Maître de Paris et, par là même, du trésor royal et de la personne de Brunehaut, qu’il retient ensuite prisonnière à Rouen, il ne peut pourtant consacrer son triomphe par l’assassinat du jeune Childebert II, à peine âgé de cinq ans. Fils unique et héritier de Sigebert Ier, ce prince est sauvé par le duc Gondebaud et proclamé, le 25 décembre 575, sans doute à Metz, roi d’Austrasie par l’aristocratie locale, avant d’être reconnu en mai 577 héritier du royaume de Bourgogne par son oncle Gontran, qui vient de perdre le dernier de ses fils. En outre, en 581, il est reconnu héritier de celui de Chilpéric Ier, dont les fils ont tous disparu (ceux de sa première épouse, Audovère : Mérovée et Clovis s’étant ou ayant été « suicidés » sans doute à l’instigation directe ou indirecte de Frédégonde, persuadée que ses propres enfants Somson et Clodebert, morts en bas âge, ont été victimes des maléfices de leurs demi-frères).

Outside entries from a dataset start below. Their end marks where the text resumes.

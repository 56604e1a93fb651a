use super::tokenizer::{tokenize, Spanned, Token};
use crate::error::{Error, Result};
use crate::query::ast::*;

/// Words that end a select item or clause and therefore cannot be bare aliases
const RESERVED: &[&str] = &[
    "SELECT", "FROM", "WHERE", "GROUP", "HAVING", "ORDER", "LIMIT", "BY", "AS", "AND", "OR",
    "NOT", "ASC", "DESC", "DISTINCT", "IN", "LIKE", "BETWEEN", "IS", "NULL",
];

/// Function call as it appears in the source, before it is typed as an
/// aggregate or a bucketing function
struct RawCall {
    name: String,
    offset: usize,
    distinct: bool,
    argument: Option<CallArgument>,
    named: Vec<(String, Literal)>,
    positional: Vec<Literal>,
}

impl RawCall {
    fn set_field(&mut self, word: String, offset: usize) -> Result<()> {
        if self.argument.is_some() {
            return Err(Error::syntax(
                format!("unexpected identifier '{}' in {}()", word, self.name),
                offset,
            ));
        }
        self.argument = Some(CallArgument::Field(word));
        Ok(())
    }

    fn into_aggregate(self) -> AggregateCall {
        AggregateCall {
            function: self.name,
            argument: self.argument,
            distinct: self.distinct,
            parameters: self.named,
            positional: self.positional,
            alias: None,
        }
    }

    fn into_bucket(self) -> Result<BucketCall> {
        if self.distinct {
            return Err(Error::syntax(
                format!("DISTINCT is not allowed in {}()", self.name),
                self.offset,
            ));
        }

        let mut field = match self.argument {
            Some(CallArgument::Field(f)) => Some(f),
            Some(CallArgument::Star) => {
                return Err(Error::syntax(
                    format!("'*' is not allowed in {}()", self.name),
                    self.offset,
                ))
            }
            None => None,
        };

        let mut parameters = Vec::new();
        for (key, value) in self.named {
            if key.eq_ignore_ascii_case("field") {
                if field.is_some() {
                    return Err(Error::syntax(
                        format!("field given twice in {}()", self.name),
                        self.offset,
                    ));
                }
                field = Some(value.render());
            } else {
                parameters.push((key, value));
            }
        }

        Ok(BucketCall {
            function: self.name,
            field,
            parameters,
            boundaries: self.positional,
        })
    }
}

/// Deepest nesting of parentheses and NOT in WHERE or HAVING
pub const MAX_NESTING: usize = 128;

/// Recursive descent parser for the supported SELECT dialect
pub struct SqlParser {
    tokens: Vec<Spanned>,
    pos: usize,
    end: usize,
    depth: usize,
}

Cette double désignation successorale n’empêche pas Childebert II d’entrer tour à tour en conflit avec chacun de ses oncles : après une longue querelle sanglante qui l’oppose à Gontran, il se fait, en effet, céder par ce dernier la moitié austrasienne de Marseille (581-584) ; il se rapproche alors du roi de Bourgogne, auquel Chilpéric Ier a infligé en 583 de lourdes pertes à Châteaumeillant, au cœur du Berry, que ce dernier veut lui enlever.

La naissance de Clotaire II, fruit tardif de l’union de Frédégonde et de Chilpéric Ier, l’assassinat de ce dernier souverain dans la forêt de Chelles en septembre 584 remettent alors en cause l’accord de 581. Pourtant, les ambitions italiennes de Childebert II, la protection accordée par Gontran à la veuve et aux enfants de Chilpéric Ier empêchent la reprise immédiate de la guerre civile.